[THE TASK]: All of the records should be given again exactly as they appear.

[INFORMATION]:
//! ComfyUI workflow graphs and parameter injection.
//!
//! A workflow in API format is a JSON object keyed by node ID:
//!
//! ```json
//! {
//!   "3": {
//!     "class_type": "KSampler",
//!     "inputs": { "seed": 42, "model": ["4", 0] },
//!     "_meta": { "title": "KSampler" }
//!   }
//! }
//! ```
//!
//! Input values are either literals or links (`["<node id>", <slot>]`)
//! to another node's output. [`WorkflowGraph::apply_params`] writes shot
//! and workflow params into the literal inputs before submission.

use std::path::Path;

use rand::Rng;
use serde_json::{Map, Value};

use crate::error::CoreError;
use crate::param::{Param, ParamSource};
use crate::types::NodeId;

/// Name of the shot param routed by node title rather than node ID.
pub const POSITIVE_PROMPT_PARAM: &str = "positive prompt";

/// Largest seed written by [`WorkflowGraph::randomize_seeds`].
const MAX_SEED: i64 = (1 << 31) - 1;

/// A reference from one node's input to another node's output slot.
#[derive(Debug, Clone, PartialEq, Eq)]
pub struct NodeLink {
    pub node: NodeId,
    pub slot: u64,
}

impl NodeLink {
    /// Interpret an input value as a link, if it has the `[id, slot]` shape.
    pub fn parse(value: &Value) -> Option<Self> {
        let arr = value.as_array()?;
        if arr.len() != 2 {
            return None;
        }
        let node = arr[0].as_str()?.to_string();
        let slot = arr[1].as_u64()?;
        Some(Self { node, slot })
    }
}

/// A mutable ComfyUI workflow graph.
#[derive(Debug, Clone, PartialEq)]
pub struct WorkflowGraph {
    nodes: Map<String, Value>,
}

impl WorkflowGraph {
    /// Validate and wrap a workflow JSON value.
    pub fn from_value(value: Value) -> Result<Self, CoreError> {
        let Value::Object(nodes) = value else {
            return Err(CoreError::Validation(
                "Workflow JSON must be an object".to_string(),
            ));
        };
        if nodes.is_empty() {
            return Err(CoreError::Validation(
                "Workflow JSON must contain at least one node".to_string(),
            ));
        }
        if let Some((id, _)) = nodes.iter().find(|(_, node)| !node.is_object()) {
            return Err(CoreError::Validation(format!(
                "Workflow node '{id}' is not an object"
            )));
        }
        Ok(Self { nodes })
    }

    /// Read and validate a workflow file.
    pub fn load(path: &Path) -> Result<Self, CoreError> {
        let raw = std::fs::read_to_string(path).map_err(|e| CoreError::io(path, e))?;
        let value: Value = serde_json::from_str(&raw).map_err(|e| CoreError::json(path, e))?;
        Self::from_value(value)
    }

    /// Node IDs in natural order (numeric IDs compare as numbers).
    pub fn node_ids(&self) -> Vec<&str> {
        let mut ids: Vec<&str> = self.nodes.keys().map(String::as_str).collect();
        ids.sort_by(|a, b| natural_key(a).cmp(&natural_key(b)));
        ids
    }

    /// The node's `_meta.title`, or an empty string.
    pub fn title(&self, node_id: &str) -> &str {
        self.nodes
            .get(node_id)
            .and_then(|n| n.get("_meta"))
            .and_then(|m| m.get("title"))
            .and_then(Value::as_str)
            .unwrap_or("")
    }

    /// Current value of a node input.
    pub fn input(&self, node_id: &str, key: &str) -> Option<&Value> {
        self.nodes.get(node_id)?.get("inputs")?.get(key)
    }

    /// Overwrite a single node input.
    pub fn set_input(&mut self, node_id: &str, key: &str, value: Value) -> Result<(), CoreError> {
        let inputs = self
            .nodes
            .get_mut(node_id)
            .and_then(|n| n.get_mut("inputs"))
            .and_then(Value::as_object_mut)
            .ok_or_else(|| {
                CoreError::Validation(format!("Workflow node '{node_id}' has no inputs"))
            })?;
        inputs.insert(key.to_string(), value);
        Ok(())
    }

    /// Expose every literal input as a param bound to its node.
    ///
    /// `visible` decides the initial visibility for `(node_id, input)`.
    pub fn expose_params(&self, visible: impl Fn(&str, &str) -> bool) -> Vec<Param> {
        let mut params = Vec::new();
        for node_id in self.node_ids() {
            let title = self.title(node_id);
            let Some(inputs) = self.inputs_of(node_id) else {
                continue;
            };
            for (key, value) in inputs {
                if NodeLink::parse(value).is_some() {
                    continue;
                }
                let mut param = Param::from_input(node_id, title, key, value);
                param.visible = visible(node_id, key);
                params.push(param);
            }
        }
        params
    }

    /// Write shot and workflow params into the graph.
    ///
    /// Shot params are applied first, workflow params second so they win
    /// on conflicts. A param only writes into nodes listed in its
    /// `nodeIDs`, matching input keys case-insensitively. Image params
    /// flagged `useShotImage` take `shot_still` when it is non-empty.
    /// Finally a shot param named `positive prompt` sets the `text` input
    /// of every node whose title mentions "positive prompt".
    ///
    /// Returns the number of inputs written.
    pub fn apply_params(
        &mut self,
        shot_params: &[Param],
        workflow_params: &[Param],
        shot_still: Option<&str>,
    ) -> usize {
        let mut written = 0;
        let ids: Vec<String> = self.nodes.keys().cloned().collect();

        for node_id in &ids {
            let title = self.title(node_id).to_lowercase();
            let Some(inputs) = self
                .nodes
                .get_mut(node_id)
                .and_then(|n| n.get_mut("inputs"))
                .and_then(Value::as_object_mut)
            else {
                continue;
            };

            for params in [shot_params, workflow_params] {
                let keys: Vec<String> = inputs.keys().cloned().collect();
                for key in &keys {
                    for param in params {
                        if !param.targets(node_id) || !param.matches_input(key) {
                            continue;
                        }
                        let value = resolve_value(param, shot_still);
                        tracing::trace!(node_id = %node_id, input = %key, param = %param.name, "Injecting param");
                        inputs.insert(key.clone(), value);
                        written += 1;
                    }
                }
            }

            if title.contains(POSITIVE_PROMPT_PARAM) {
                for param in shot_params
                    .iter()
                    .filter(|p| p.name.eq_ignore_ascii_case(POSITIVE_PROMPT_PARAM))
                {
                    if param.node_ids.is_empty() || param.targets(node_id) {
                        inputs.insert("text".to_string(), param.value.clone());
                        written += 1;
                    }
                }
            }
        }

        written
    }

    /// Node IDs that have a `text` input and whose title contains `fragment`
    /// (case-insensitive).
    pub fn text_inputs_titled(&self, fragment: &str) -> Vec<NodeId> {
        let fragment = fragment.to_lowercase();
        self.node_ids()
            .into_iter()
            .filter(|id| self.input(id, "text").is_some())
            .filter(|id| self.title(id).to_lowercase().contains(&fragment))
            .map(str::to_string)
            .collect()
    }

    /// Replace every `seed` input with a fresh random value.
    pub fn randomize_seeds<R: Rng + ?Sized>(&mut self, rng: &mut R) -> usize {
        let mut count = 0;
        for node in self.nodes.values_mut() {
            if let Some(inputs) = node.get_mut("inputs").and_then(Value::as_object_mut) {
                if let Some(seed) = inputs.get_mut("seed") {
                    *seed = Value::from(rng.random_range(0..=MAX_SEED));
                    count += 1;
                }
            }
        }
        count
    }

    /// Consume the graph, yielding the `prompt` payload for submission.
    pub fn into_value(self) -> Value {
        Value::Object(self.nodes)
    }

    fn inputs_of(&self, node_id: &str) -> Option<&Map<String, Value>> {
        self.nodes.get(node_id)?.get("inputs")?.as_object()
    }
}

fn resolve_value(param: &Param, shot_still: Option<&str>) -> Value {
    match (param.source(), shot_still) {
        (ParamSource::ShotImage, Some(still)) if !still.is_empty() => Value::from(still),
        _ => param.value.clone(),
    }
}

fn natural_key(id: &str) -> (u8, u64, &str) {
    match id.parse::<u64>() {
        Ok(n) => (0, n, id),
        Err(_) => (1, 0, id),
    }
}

[EXERCISE SOLUTION]:
//! ComfyUI workflow graphs and parameter injection.
//!
//! A workflow in API format is a JSON object keyed by node ID:
//!
//! ```json
//! {
//!   "3": {
//!     "class_type": "KSampler",
//!     "inputs": { "seed": 42, "model": ["4", 0] },
//!     "_meta": { "title": "KSampler" }
//!   }
//! }
//! ```
//!
//! Input values are either literals or links (`["<node id>", <slot>]`)
//! to another node's output. [`WorkflowGraph::apply_params`] writes shot
//! and workflow params into the literal inputs before submission.

use std::path::Path;

use rand::Rng;
use serde_json::{Map, Value};

use crate::error::CoreError;
use crate::param::{Param, ParamSource};
use crate::types::NodeId;

/// Name of the shot param routed by node title rather than node ID.
pub const POSITIVE_PROMPT_PARAM: &str = "positive prompt";

/// Largest seed written by [`WorkflowGraph::randomize_seeds`].
const MAX_SEED: i64 = (1 << 31) - 1;

/// A reference from one node's input to another node's output slot.
#[derive(Debug, Clone, PartialEq, Eq)]
pub struct NodeLink {
    pub node: NodeId,
    pub slot: u64,
}

impl NodeLink {
    /// Interpret an input value as a link, if it has the `[id, slot]` shape.
    pub fn parse(value: &Value) -> Option<Self> {
        let arr = value.as_array()?;
        if arr.len() != 2 {
            return None;
        }
        let node = arr[0].as_str()?.to_string();
        let slot = arr[1].as_u64()?;
        Some(Self { node, slot })
    }
}

/// A mutable ComfyUI workflow graph.
#[derive(Debug, Clone, PartialEq)]
pub struct WorkflowGraph {
    nodes: Map<String, Value>,
}

impl WorkflowGraph {
    /// Validate and wrap a workflow JSON value.
    pub fn from_value(value: Value) -> Result<Self, CoreError> {
        let Value::Object(nodes) = value else {
            return Err(CoreError::Validation(
                "Workflow JSON must be an object".to_string(),
            ));
        };
        if nodes.is_empty() {
            return Err(CoreError::Validation(
                "Workflow JSON must contain at least one node".to_string(),
            ));
        }
        if let Some((id, _)) = nodes.iter().find(|(_, node)| !node.is_object()) {
            return Err(CoreError::Validation(format!(
                "Workflow node '{id}' is not an object"
            )));
        }
        Ok(Self { nodes })
    }

    /// Read and validate a workflow file.
    pub fn load(path: &Path) -> Result<Self, CoreError> {
        let raw = std::fs::read_to_string(path).map_err(|e| CoreError::io(path, e))?;
        let value: Value = serde_json::from_str(&raw).map_err(|e| CoreError::json(path, e))?;
        Self::from_value(value)
    }

    /// Node IDs in natural order (numeric IDs compare as numbers).
    pub fn node_ids(&self) -> Vec<&str> {
        let mut ids: Vec<&str> = self.nodes.keys().map(String::as_str).collect();
        ids.sort_by(|a, b| natural_key(a).cmp(&natural_key(b)));
        ids
    }

    /// The node's `_meta.title`, or an empty string.
    pub fn title(&self, node_id: &str) -> &str {
        self.nodes
            .get(node_id)
            .and_then(|n| n.get("_meta"))
            .and_then(|m| m.get("title"))
            .and_then(Value::as_str)
            .unwrap_or("")
    }

    /// Current value of a node input.
    pub fn input(&self, node_id: &str, key: &str) -> Option<&Value> {
        self.nodes.get(node_id)?.get("inputs")?.get(key)
    }

    /// Overwrite a single node input.
    pub fn set_input(&mut self, node_id: &str, key: &str, value: Value) -> Result<(), CoreError> {
        let inputs = self
            .nodes
            .get_mut(node_id)
            .and_then(|n| n.get_mut("inputs"))
            .and_then(Value::as_object_mut)
            .ok_or_else(|| {
                CoreError::Validation(format!("Workflow node '{node_id}' has no inputs"))
            })?;
        inputs.insert(key.to_string(), value);
        Ok(())
    }

    /// Expose every literal input as a param bound to its node.
    ///
    /// `visible` decides the initial visibility for `(node_id, input)`.
    pub fn expose_params(&self, visible: impl Fn(&str, &str) -> bool) -> Vec<Param> {
        let mut params = Vec::new();
        for node_id in self.node_ids() {
            let title = self.title(node_id);
            let Some(inputs) = self.inputs_of(node_id) else {
                continue;
            };
            for (key, value) in inputs {
                if NodeLink::parse(value).is_some() {
                    continue;
                }
                let mut param = Param::from_input(node_id, title, key, value);
                param.visible = visible(node_id, key);
                params.push(param);
            }
        }
        params
    }

    /// Write shot and workflow params into the graph.
    ///
    /// Shot params are applied first, workflow params second so they win
    /// on conflicts. A param only writes into nodes listed in its
    /// `nodeIDs`, matching input keys case-insensitively. Image params
    /// flagged `useShotImage` take `shot_still` when it is non-empty.
    /// Finally a shot param named `positive prompt` sets the `text` input
    /// of every node whose title mentions "positive prompt".
    ///
    /// Returns the number of inputs written.
    pub fn apply_params(
        &mut self,
        shot_params: &[Param],
        workflow_params: &[Param],
        shot_still: Option<&str>,
    ) -> usize {
        let mut written = 0;
        let ids: Vec<String> = self.nodes.keys().cloned().collect();

        for node_id in &ids {
            let title = self.title(node_id).to_lowercase();
            let Some(inputs) = self
                .nodes
                .get_mut(node_id)
                .and_then(|n| n.get_mut("inputs"))
                .and_then(Value::as_object_mut)
            else {
                continue;
            };

            for params in [shot_params, workflow_params] {
                let keys: Vec<String> = inputs.keys().cloned().collect();
                for key in &keys {
                    for param in params {
                        if !param.targets(node_id) || !param.matches_input(key) {
                            continue;
                        }
                        let value = resolve_value(param, shot_still);
                        tracing::trace!(node_id = %node_id, input = %key, param = %param.name, "Injecting param");
                        inputs.insert(key.clone(), value);
                        written += 1;
                    }
                }
            }

            if title.contains(POSITIVE_PROMPT_PARAM) {
                for param in shot_params
                    .iter()
                    .filter(|p| p.name.eq_ignore_ascii_case(POSITIVE_PROMPT_PARAM))
                {
                    if param.node_ids.is_empty() || param.targets(node_id) {
                        inputs.insert("text".to_string(), param.value.clone());
                        written += 1;
                    }
                }
            }
        }

        written
    }

    /// Node IDs that have a `text` input and whose title contains `fragment`
    /// (case-insensitive).
    pub fn text_inputs_titled(&self, fragment: &str) -> Vec<NodeId> {
        let fragment = fragment.to_lowercase();
        self.node_ids()
            .into_iter()
            .filter(|id| self.input(id, "text").is_some())
            .filter(|id| self.title(id).to_lowercase().contains(&fragment))
            .map(str::to_string)
            .collect()
    }

    /// Replace every `seed` input with a fresh random value.
    pub fn randomize_seeds<R: Rng + ?Sized>(&mut self, rng: &mut R) -> usize {
        let mut count = 0;
        for node in self.nodes.values_mut() {
            if let Some(inputs) = node.get_mut("inputs").and_then(Value::as_object_mut) {
                if let Some(seed) = inputs.get_mut("seed") {
                    *seed = Value::from(rng.random_range(0..=MAX_SEED));
                    count += 1;
                }
            }
        }
        count
    }

    /// Consume the graph, yielding the `prompt` payload for submission.
    pub fn into_value(self) -> Value {
        Value::Object(self.nodes)
    }

    fn inputs_of(&self, node_id: &str) -> Option<&Map<String, Value>> {
        self.nodes.get(node_id)?.get("inputs")?.as_object()
    }
}

fn resolve_value(param: &Param, shot_still: Option<&str>) -> Value {
    match (param.source(), shot_still) {
        (ParamSource::ShotImage, Some(still)) if !still.is_empty() => Value::from(still),
        _ => param.value.clone(),
    }
}

fn natural_key(id: &str) -> (u8, u64, &str) {
    match id.parse::<u64>() {
        Ok(n) => (0, n, id),
        Err(_) => (1, 0, id),
    }
}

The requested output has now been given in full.